Archway 50/50 #41

zanicar · 2024-09-26T08:31:44Z

zanicar
Sep 26, 2024
Maintainer

Archway 50/50

Upgrading Archway network to CosmosSDK v0.50 and CosmWasm wasmd v0.51

Abstract

This article provides an inside perspective on the release pipeline of Archway upgrades in the light of security advisories, testing issues and continual improvement. It covers our most recent planned upgrade to CosmosSDK v0.50 and CosmWasm v0.51 (at the onset still at v0.50).

Background

The protocol team at Phi Labs, core contributors of the Archway network, is constantly working on innovative and novel features, such as Callbacks and FeeGrants that allows for some very interesting smart contract use cases. However, as with most things in life, we are often faced with mundane or less exciting tasks such as upgrades. Specifically in this case the upgrade to CosmosSDK v0.50 and CosmWasm wasmd v0.51. These ‘boring’ tasks are however required on the path to new exciting features and more often than not result in some unscheduled ‘excitement’ when things don’t go exactly as expected…

Expecting the Unexpected

As experienced engineers we know to expect the unexpected. For this reason we have a number of mechanisms and processes to deal with unforeseen circumstances, such as automated testing, robust release processes, monitoring and control mechanisms, etc. However, there may arise times when these systems and processes may interact with one another to produce unexpected results.

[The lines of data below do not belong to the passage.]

// This Source Code Form is subject to the terms of the Mozilla Public
// License, v. 2.0. If a copy of the MPL was not distributed with this
// file, You can obtain one at https://mozilla.org/MPL/2.0/.

//! Camera-facing ribbon meshes
//!
//! A polyline of `n` points becomes a strip of `2n` vertices: every point is
//! emitted twice, once per rail. The vertex shader pushes each copy sideways
//! along the miter computed from the `previous` and `next` attributes, scaled
//! by `width` and signed by `side`, so the strip always faces the camera.
//!
//! ```text
//!  rail +1:  0 ---- 2 ---- 4 ---- 6
//!            |  \   |  \   |  \   |
//!  rail -1:  1 ---- 3 ---- 5 ---- 7
//! ```
//!
//! Segment `j` is drawn as triangles `(2j, 2j+1, 2j+2)` and
//! `(2j+2, 2j+1, 2j+3)`.

use crate::attribute::{names, Attribute, IndexBuffer};
use crate::bounds::{BoundingBox, BoundingSphere};
use crate::error::{Error, Result};
use meshline_core::PointSource;
use nalgebra::{Matrix4, Point3};

/// Maps a normalised arc position `t ∈ [0, 1]` to a width multiplier
pub type WidthFn = Box<dyn Fn(f32) -> f32 + Send>;

/// Buffers of one ribbon, ready for upload
#[derive(Debug, Clone)]
pub struct RibbonMesh {
    pub(crate) position: Attribute,
    pub(crate) previous: Attribute,
    pub(crate) next: Attribute,
    pub(crate) side: Attribute,
    pub(crate) width: Attribute,
    pub(crate) uv: Attribute,
    pub(crate) counters: Attribute,
    pub(crate) index: IndexBuffer,
    pub(crate) bounding_box: BoundingBox,
    pub(crate) bounding_sphere: BoundingSphere,
}

impl RibbonMesh {
    fn new() -> Self {
        Self {
            position: Attribute::new(names::POSITION, 3),
            previous: Attribute::new(names::PREVIOUS, 3),
            next: Attribute::new(names::NEXT, 3),
            side: Attribute::new(names::SIDE, 1),
            width: Attribute::new(names::WIDTH, 1),
            uv: Attribute::new(names::UV, 2),
            counters: Attribute::new(names::COUNTERS, 1),
            index: IndexBuffer::new(names::INDEX, 1),
            bounding_box: BoundingBox::empty(),
            bounding_sphere: BoundingSphere::zero(),
        }
    }

    #[inline]
    pub fn position(&self) -> &Attribute {
        &self.position
    }

    #[inline]
    pub fn previous(&self) -> &Attribute {
        &self.previous
    }

    #[inline]
    pub fn next(&self) -> &Attribute {
        &self.next
    }

    #[inline]
    pub fn side(&self) -> &Attribute {
        &self.side
    }

    #[inline]
    pub fn width(&self) -> &Attribute {
        &self.width
    }

    #[inline]
    pub fn uv(&self) -> &Attribute {
        &self.uv
    }

    #[inline]
    pub fn counters(&self) -> &Attribute {
        &self.counters
    }

    #[inline]
    pub fn index(&self) -> &IndexBuffer {
        &self.index
    }

    /// All vertex attributes, in shader binding order
    pub fn attributes(&self) -> [&Attribute; 7] {
        [
            &self.position,
            &self.previous,
            &self.next,
            &self.side,
            &self.width,
            &self.uv,
            &self.counters,
        ]
    }

    /// Get vertex count
    #[inline]
    pub fn vertex_count(&self) -> usize {
        self.position.count()
    }

    /// Get triangle count
    #[inline]
    pub fn triangle_count(&self) -> usize {
        self.index.len() / 3
    }

    /// Whether there is anything to draw
    #[inline]
    pub fn is_empty(&self) -> bool {
        self.index.is_empty()
    }

    #[inline]
    pub fn bounding_box(&self) -> &BoundingBox {
        &self.bounding_box
    }

    #[inline]
    pub fn bounding_sphere(&self) -> &BoundingSphere {
        &self.bounding_sphere
    }

    /// Report a bounding sphere whose radius is not finite
    pub fn validate_bounds(&self) -> Result<()> {
        self.bounding_sphere.validate()
    }

    /// Clear every attribute's dirty flag after the renderer uploaded them
    pub fn mark_uploaded(&mut self) {
        self.position.mark_uploaded();
        self.previous.mark_uploaded();
        self.next.mark_uploaded();
        self.side.mark_uploaded();
        self.width.mark_uploaded();
        self.uv.mark_uploaded();
        self.counters.mark_uploaded();
        self.index.mark_uploaded();
    }

    fn compute_bounds(&mut self) {
        self.bounding_box = BoundingBox::from_positions(self.position.as_slice(), 3);
        self.bounding_sphere = BoundingSphere::from_positions(self.position.as_slice(), 3);
        if let Err(err) = self.bounding_sphere.validate() {
            tracing::warn!(error = %err, "Ribbon position buffer is likely to contain NaN values");
        }
    }
}

/// Reusable staging vectors, so steady-state rebuilds do not allocate
#[derive(Debug, Default)]
struct Staging {
    positions: Vec<f32>,
    previous: Vec<f32>,
    next: Vec<f32>,
    side: Vec<f32>,
    width: Vec<f32>,
    uv: Vec<f32>,
    counters: Vec<f32>,
    indices: Vec<u32>,
}

impl Staging {
    fn clear(&mut self) {
        self.positions.clear();
        self.previous.clear();
        self.next.clear();
        self.side.clear();
        self.width.clear();
        self.uv.clear();
        self.counters.clear();
        self.indices.clear();
    }
}

/// Builds and incrementally updates a [`RibbonMesh`] from a polyline.
///
/// The builder is the only writer of its mesh. It is not meant to be
/// mutated from several threads at once; wrap it in a lock if it has to be
/// shared.
pub struct RibbonBuilder {
    points: Vec<Point3<f32>>,
    width_fn: Option<WidthFn>,
    mesh: RibbonMesh,
    staging: Staging,
    initialized: bool,
    pub(crate) matrix_world: Matrix4<f32>,
}

impl std::fmt::Debug for RibbonBuilder {
    fn fmt(&self, f: &mut std::fmt::Formatter<'_>) -> std::fmt::Result {
        f.debug_struct("RibbonBuilder")
            .field("points", &self.points.len())
            .field("width_fn", &self.width_fn.is_some())
            .field("initialized", &self.initialized)
            .field("vertex_count", &self.mesh.vertex_count())
            .finish()
    }
}

impl RibbonBuilder {
    /// Create a builder with no points. [`advance`](Self::advance) fails
    /// until [`set_points`](Self::set_points) succeeds once.
    pub fn new() -> Self {
        Self {
            points: Vec::new(),
            width_fn: None,
            mesh: RibbonMesh::new(),
            staging: Staging::default(),
            initialized: false,
            matrix_world: Matrix4::identity(),
        }
    }

    /// Replace the polyline and rebuild every buffer.
    ///
    /// Accepts structured points or a flat coordinate array. Invalid input
    /// fails with [`Error::InvalidInput`] and leaves the current buffers
    /// untouched.
    pub fn set_points(
        &mut self,
        points: impl Into<PointSource>,
        width_fn: Option<WidthFn>,
    ) -> Result<()> {
        let points = points.into().to_points()?;
        self.points = points;
        self.width_fn = width_fn;
        self.rebuild();
        Ok(())
    }

    /// Replace the width function. Invalidates and rebuilds all buffers from
    /// the current points.
    pub fn set_width_fn(&mut self, width_fn: Option<WidthFn>) {
        self.width_fn = width_fn;
        if self.initialized {
            self.rebuild();
        }
    }

    /// World transform used by hit testing
    pub fn set_matrix_world(&mut self, matrix_world: Matrix4<f32>) {
        self.matrix_world = matrix_world;
    }

    #[inline]
    pub fn matrix_world(&self) -> &Matrix4<f32> {
        &self.matrix_world
    }

    /// Current polyline, including points appended by `advance`
    #[inline]
    pub fn points(&self) -> &[Point3<f32>] {
        &self.points
    }

    #[inline]
    pub fn mesh(&self) -> &RibbonMesh {
        &self.mesh
    }

    /// Mutable access for the renderer's upload bookkeeping
    #[inline]
    pub fn mesh_mut(&mut self) -> &mut RibbonMesh {
        &mut self.mesh
    }

    #[inline]
    pub fn is_initialized(&self) -> bool {
        self.initialized
    }

    /// Drop the oldest point and append `point`, keeping the ribbon length.
    ///
    /// Shifts the position, previous and next buffers by one point pair in
    /// place; side, width, uv, counters and indices do not depend on the
    /// coordinates and stay as they are. The result matches what
    /// `set_points` would produce for the shifted polyline.
    pub fn advance(&mut self, point: Point3<f32>) -> Result<()> {
        if !self.initialized {
            return Err(Error::Uninitialized);
        }

        let RibbonMesh {
            position,
            previous,
            next,
            ..
        } = &mut self.mesh;

        let positions = position.data_mut();
        let l = positions.len();
        let pair = [point.x, point.y, point.z, point.x, point.y, point.z];

        // Every vertex's new predecessor is its old position
        previous.data_mut().copy_from_slice(positions);

        positions.copy_within(6.., 0);
        positions[l - 6..].copy_from_slice(&pair);

        let next_data = next.data_mut();
        next_data[..l - 6].copy_from_slice(&positions[6..]);
        next_data[l - 6..].copy_from_slice(&pair);

        self.points.rotate_left(1);
        if let Some(last) = self.points.last_mut() {
            *last = point;
        }

        // Re-seed the two boundary entries the shift cannot know about
        let n = self.points.len();
        let closed = is_closed(&self.points);
        let first_previous = if closed { self.points[n - 2] } else { self.points[0] };
        let last_next = if closed { self.points[1] } else { self.points[n - 1] };
        write_pair(&mut previous.data_mut()[..6], &first_previous);
        write_pair(&mut next.data_mut()[l - 6..], &last_next);

        position.mark_dirty();
        previous.mark_dirty();
        next.mark_dirty();

        self.mesh.compute_bounds();

        tracing::trace!(points = n, "Advanced ribbon by one point");
        Ok(())
    }

    /// Regenerate every attribute from `self.points`
    fn rebuild(&mut self) {
        let n = self.points.len();
        let staging = &mut self.staging;
        staging.clear();

        for (i, p) in self.points.iter().enumerate() {
            let c = i as f32 / n as f32;
            staging.positions.extend_from_slice(&[p.x, p.y, p.z, p.x, p.y, p.z]);
            staging.counters.extend_from_slice(&[c, c]);
        }

        let closed = is_closed(&self.points);
        let first_previous = if closed { self.points[n - 2] } else { self.points[0] };
        push_pair(&mut staging.previous, &first_previous);

        let segments = n.saturating_sub(1);
        for (j, p) in self.points.iter().enumerate() {
            staging.side.extend_from_slice(&[1.0, -1.0]);

            let t = if segments == 0 { 0.0 } else { j as f32 / segments as f32 };
            let w = match &self.width_fn {
                Some(width_fn) if segments > 0 => width_fn(t),
                _ => 1.0,
            };
            staging.width.extend_from_slice(&[w, w]);

            staging.uv.extend_from_slice(&[t, 0.0, t, 1.0]);

            if j < segments {
                push_pair(&mut staging.previous, p);

                let base = (j * 2) as u32;
                staging
                    .indices
                    .extend_from_slice(&[base, base + 1, base + 2, base + 2, base + 1, base + 3]);
            }
            if j > 0 {
                push_pair(&mut staging.next, p);
            }
        }

        let last_next = if closed { self.points[1] } else { self.points[n - 1] };
        push_pair(&mut staging.next, &last_next);

        let vertex_count = 2 * n;
        let mesh = &mut self.mesh;
        if mesh.vertex_count() != vertex_count {
            tracing::debug!(
                old_vertices = mesh.vertex_count(),
                new_vertices = vertex_count,
                "Reallocating ribbon buffers"
            );
            mesh.position.replace(&staging.positions);
            mesh.previous.replace(&staging.previous);
            mesh.next.replace(&staging.next);
            mesh.side.replace(&staging.side);
            mesh.width.replace(&staging.width);
            mesh.uv.replace(&staging.uv);
            mesh.counters.replace(&staging.counters);
            mesh.index.replace(&staging.indices);
        } else {
            mesh.position.copy_in_place(&staging.positions);
            mesh.previous.copy_in_place(&staging.previous);
            mesh.next.copy_in_place(&staging.next);
            mesh.side.copy_in_place(&staging.side);
            mesh.width.copy_in_place(&staging.width);
            mesh.uv.copy_in_place(&staging.uv);
            mesh.counters.copy_in_place(&staging.counters);
            mesh.index.copy_in_place(&staging.indices);
        }

        mesh.compute_bounds();
        self.initialized = true;

        tracing::debug!(
            points = n,
            vertices = vertex_count,
            triangles = mesh.triangle_count(),
            closed,
            "Rebuilt ribbon"
        );
    }
}
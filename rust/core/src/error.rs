// This Source Code Form is subject to the terms of the Mozilla Public
// License, v. 2.0. If a copy of the MPL was not distributed with this
// file, You can obtain one at https://mozilla.org/MPL/2.0/.

//! Error types for input decoding

use thiserror::Error;

/// Result type for input decoding
pub type Result<T> = std::result::Result<T, Error>;

/// Errors that can occur while decoding builder inputs
#[derive(Error, Debug)]
pub enum Error {
    /// Point data is neither a list of `{x, y, z}` records nor a flat
    /// numeric array grouped in threes.
    #[error("Invalid point input: {0}")]
    InvalidInput(String),

    #[error("Font descriptor parse error: {0}")]
    FontParse(#[from] serde_json::Error),

    #[error("Invalid font descriptor: {0}")]
    InvalidFont(String),
}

For example, during a recent protocol release cycle we already had a release candidate tagged for release to our public test network. However, on the very day we were scheduled to deploy this version we received a security advisory regarding an important upstream dependency. The required upgrade was consensus breaking and critical to our mainnet. Thus, we had to tag and release a new mainnet version and on this front things went exactly according to our emergency release plan. However, it resulted in a version bump (see our blog post on blockchain versioning) with some unforeseen consequences in our general release pipeline…

Emergent Behaviour

Our emergency release plan allows for coordinated binary swaps when critical security upgrades are in play. Thus, our mainnet went from Archway v7 to Archway v8… but on our testnet our tagged release candidate now had to be bumped to Archway v9. This initially resulted in some ambiguous conversations as we had to keep track of the version formerly known as v8 (to avoid this issue in future we are now using release code names, hence Archway 50/50). However, something went silently wrong with getting this new version deployed to our testnet…

Our robust automation tooling detected an issue with upgrading from v7 to v9, and silently reverted to v7. In our eagerness to get the release back on schedule we also didn’t notice this as the network booted back up and started producing blocks. We then conducted our internal tests and notified our developer community about the upcoming release. At this point our developer community noticed the discrepancy in network versions…

Back to the Unexpected

This time we confirmed the appropriate network version and updated our tooling and automation processes to be very explicit in this regard. At protocol level all tests were passing… but then we got reports that internal application tests were failing! Smart Contract queries returned success conditions but with zero content; Our indexer was not indexing any events post upgrade and likewise was not reporting any issues or errors.

On the one hand we uncovered a bug in the arch3.js library. The version sniffing mechanism that determines which client to use (Tendermint37Client or Comet38CLient) disconnects the inappropriate client. However, the client disconnect cascaded into the HttpBatchClient leading to misbehavior in the appropriate client. Ensuring that the HttpBatchClient is only created after version sniffing is concluded resolves this matter.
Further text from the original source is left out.